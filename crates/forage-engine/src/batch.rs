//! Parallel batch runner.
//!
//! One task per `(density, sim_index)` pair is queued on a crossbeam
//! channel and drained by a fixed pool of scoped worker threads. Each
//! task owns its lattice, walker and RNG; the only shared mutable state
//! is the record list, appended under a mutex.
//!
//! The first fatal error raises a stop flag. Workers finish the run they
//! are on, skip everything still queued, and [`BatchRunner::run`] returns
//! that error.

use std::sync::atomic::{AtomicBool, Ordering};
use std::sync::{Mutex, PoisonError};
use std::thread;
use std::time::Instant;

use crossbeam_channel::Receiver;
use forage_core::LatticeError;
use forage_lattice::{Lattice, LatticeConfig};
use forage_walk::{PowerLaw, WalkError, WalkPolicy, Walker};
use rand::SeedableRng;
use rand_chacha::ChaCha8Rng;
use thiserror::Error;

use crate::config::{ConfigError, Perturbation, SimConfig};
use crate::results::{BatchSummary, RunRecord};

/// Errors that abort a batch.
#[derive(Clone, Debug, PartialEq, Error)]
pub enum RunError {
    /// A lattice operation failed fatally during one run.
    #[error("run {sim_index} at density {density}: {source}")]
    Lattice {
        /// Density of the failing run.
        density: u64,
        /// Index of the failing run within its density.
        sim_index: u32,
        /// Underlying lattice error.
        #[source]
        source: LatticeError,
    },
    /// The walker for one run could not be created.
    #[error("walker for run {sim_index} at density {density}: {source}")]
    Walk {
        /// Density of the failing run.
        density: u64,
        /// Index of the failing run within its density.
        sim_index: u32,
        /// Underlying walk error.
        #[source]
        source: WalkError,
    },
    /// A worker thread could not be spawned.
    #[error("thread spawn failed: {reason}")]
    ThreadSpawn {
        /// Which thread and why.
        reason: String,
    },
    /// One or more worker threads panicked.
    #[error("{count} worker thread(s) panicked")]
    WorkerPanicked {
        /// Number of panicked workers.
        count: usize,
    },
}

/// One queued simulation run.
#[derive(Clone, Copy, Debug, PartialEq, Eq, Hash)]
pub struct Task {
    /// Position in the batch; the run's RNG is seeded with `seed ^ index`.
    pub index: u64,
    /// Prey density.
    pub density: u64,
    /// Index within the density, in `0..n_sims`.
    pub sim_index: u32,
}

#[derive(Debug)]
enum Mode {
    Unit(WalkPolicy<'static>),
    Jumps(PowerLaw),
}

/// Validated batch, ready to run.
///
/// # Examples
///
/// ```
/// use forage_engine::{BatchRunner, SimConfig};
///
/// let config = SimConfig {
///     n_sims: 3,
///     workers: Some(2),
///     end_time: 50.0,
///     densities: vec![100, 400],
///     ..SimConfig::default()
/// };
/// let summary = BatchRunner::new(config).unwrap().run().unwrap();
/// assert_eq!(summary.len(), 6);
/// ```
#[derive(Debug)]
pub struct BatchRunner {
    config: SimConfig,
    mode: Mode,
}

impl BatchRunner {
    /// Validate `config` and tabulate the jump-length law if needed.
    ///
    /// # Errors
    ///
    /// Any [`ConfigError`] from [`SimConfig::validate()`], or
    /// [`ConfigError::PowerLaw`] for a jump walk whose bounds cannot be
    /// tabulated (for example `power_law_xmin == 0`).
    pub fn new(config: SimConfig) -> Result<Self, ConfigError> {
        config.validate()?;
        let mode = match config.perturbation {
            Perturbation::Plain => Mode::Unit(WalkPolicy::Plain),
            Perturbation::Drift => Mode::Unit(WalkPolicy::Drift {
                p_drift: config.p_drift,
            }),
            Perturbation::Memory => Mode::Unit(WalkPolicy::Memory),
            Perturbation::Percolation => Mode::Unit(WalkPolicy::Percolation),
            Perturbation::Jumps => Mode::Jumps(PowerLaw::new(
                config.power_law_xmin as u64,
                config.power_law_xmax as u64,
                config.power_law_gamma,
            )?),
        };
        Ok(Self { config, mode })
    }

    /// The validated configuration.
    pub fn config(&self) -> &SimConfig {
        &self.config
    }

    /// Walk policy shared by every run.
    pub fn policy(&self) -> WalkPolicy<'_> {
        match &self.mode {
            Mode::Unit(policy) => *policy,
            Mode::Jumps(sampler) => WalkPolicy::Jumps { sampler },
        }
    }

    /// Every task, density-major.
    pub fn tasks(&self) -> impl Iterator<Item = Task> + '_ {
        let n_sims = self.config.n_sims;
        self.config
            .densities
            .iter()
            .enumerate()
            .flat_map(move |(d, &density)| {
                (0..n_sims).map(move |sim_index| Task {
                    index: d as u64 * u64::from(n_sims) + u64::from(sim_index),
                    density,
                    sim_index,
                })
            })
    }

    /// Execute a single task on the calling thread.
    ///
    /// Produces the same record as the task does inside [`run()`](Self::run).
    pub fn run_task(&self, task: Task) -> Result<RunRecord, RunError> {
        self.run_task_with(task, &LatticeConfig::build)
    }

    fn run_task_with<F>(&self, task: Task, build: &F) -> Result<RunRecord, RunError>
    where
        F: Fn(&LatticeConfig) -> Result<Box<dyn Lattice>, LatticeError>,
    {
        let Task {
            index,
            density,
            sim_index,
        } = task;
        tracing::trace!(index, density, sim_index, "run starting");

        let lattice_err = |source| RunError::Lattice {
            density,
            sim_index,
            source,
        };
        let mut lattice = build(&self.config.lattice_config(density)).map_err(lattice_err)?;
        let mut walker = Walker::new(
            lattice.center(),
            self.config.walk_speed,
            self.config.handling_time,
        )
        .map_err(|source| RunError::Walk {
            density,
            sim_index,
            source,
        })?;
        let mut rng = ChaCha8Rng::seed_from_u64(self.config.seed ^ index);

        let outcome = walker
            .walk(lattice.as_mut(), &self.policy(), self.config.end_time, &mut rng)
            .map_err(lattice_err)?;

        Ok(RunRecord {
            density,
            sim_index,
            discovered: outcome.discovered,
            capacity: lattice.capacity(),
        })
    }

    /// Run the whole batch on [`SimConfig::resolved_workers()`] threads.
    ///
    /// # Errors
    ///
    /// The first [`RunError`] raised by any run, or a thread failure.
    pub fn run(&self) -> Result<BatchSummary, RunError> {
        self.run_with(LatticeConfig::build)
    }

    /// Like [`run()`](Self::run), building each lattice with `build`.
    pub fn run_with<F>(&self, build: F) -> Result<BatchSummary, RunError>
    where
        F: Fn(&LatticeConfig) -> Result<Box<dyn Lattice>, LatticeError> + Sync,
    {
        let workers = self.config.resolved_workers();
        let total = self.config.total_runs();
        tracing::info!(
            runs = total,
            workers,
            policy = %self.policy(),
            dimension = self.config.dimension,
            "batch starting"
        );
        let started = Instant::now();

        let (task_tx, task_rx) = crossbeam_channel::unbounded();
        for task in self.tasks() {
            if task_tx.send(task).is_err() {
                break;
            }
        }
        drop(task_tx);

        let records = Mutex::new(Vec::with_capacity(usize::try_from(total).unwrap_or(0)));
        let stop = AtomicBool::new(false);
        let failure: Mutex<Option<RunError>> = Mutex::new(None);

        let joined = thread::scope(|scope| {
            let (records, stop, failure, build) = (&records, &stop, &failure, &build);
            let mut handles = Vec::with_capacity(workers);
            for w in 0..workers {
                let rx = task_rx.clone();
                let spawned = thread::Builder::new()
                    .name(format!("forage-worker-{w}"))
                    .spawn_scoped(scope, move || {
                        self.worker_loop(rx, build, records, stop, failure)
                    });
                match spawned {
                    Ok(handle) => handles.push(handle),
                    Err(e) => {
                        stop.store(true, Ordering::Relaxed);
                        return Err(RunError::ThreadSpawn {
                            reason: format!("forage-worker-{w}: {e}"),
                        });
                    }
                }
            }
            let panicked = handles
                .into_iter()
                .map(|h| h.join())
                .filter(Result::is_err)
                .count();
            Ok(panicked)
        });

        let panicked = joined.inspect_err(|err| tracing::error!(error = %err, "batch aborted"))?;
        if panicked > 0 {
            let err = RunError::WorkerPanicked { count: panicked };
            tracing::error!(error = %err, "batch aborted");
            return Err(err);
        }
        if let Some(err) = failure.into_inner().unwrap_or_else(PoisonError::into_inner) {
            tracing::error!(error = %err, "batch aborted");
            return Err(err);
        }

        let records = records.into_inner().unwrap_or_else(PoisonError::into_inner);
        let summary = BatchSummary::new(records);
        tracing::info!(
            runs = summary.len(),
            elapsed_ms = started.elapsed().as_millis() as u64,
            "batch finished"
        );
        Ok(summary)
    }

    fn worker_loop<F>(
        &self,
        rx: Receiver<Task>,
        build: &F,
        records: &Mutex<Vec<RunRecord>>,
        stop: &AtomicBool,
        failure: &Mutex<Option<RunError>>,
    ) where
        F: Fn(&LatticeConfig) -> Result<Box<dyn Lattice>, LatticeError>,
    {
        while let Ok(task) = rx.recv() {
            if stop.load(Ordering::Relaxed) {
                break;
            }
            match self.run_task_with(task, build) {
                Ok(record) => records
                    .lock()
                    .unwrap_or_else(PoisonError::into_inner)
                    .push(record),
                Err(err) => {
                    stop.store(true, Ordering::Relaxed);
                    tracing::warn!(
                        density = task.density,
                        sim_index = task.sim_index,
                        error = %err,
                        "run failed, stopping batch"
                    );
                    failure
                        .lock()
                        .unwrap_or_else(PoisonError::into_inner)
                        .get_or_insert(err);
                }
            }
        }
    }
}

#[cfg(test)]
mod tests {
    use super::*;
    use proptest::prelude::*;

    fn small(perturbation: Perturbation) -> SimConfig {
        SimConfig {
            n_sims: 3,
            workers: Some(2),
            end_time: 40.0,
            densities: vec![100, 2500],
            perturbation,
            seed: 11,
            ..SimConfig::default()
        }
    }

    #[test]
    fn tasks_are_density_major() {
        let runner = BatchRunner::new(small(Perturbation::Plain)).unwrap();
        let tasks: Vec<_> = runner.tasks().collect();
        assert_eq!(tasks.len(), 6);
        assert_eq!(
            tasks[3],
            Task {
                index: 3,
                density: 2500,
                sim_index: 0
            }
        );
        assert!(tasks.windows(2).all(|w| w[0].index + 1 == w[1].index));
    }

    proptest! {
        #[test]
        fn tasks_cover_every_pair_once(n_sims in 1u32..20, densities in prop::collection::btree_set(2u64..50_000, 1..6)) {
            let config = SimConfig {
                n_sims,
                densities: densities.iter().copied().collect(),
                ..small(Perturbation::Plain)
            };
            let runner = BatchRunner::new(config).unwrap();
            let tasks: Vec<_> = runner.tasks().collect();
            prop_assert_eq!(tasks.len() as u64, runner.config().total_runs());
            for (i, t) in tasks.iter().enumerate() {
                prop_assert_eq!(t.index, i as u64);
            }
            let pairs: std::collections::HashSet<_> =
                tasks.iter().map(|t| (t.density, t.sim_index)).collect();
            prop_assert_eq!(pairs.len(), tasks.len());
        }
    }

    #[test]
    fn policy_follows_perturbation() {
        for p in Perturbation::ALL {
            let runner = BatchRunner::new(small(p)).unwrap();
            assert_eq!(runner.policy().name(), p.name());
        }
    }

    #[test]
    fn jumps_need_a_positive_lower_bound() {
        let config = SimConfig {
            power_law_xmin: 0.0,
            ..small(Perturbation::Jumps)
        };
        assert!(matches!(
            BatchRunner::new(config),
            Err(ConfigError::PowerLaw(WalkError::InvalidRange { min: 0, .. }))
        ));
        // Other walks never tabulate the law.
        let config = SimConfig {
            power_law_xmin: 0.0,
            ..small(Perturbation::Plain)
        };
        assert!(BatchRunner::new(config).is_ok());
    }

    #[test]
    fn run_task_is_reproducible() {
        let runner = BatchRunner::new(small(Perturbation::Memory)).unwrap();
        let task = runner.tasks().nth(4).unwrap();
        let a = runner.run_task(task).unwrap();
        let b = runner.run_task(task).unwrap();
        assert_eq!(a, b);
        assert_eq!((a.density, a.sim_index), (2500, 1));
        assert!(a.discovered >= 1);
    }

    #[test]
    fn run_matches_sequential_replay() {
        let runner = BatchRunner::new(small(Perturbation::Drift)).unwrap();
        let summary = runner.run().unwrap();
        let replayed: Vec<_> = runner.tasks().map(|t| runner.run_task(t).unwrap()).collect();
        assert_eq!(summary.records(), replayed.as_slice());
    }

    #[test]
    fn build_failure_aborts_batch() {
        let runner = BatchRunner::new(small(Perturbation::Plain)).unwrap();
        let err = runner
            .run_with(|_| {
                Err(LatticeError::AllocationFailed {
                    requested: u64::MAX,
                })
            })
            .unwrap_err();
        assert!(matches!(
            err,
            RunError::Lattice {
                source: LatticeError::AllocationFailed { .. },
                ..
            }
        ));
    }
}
--------------------------------------------------
-- What to do --
Nothing but the lines from the one holding "assert_eq!((a.density, a.sim_index), (2500, 1));" to the end of the entries should be output, each exactly as it appears.

-- Task solution --
        assert_eq!((a.density, a.sim_index), (2500, 1));
        assert!(a.discovered >= 1);
    }

    #[test]
    fn run_matches_sequential_replay() {
        let runner = BatchRunner::new(small(Perturbation::Drift)).unwrap();
        let summary = runner.run().unwrap();
        let replayed: Vec<_> = runner.tasks().map(|t| runner.run_task(t).unwrap()).collect();
        assert_eq!(summary.records(), replayed.as_slice());
    }

    #[test]
    fn build_failure_aborts_batch() {
        let runner = BatchRunner::new(small(Perturbation::Plain)).unwrap();
        let err = runner
            .run_with(|_| {
                Err(LatticeError::AllocationFailed {
                    requested: u64::MAX,
                })
            })
            .unwrap_err();
        assert!(matches!(
            err,
            RunError::Lattice {
                source: LatticeError::AllocationFailed { .. },
                ..
            }
        ));
    }
}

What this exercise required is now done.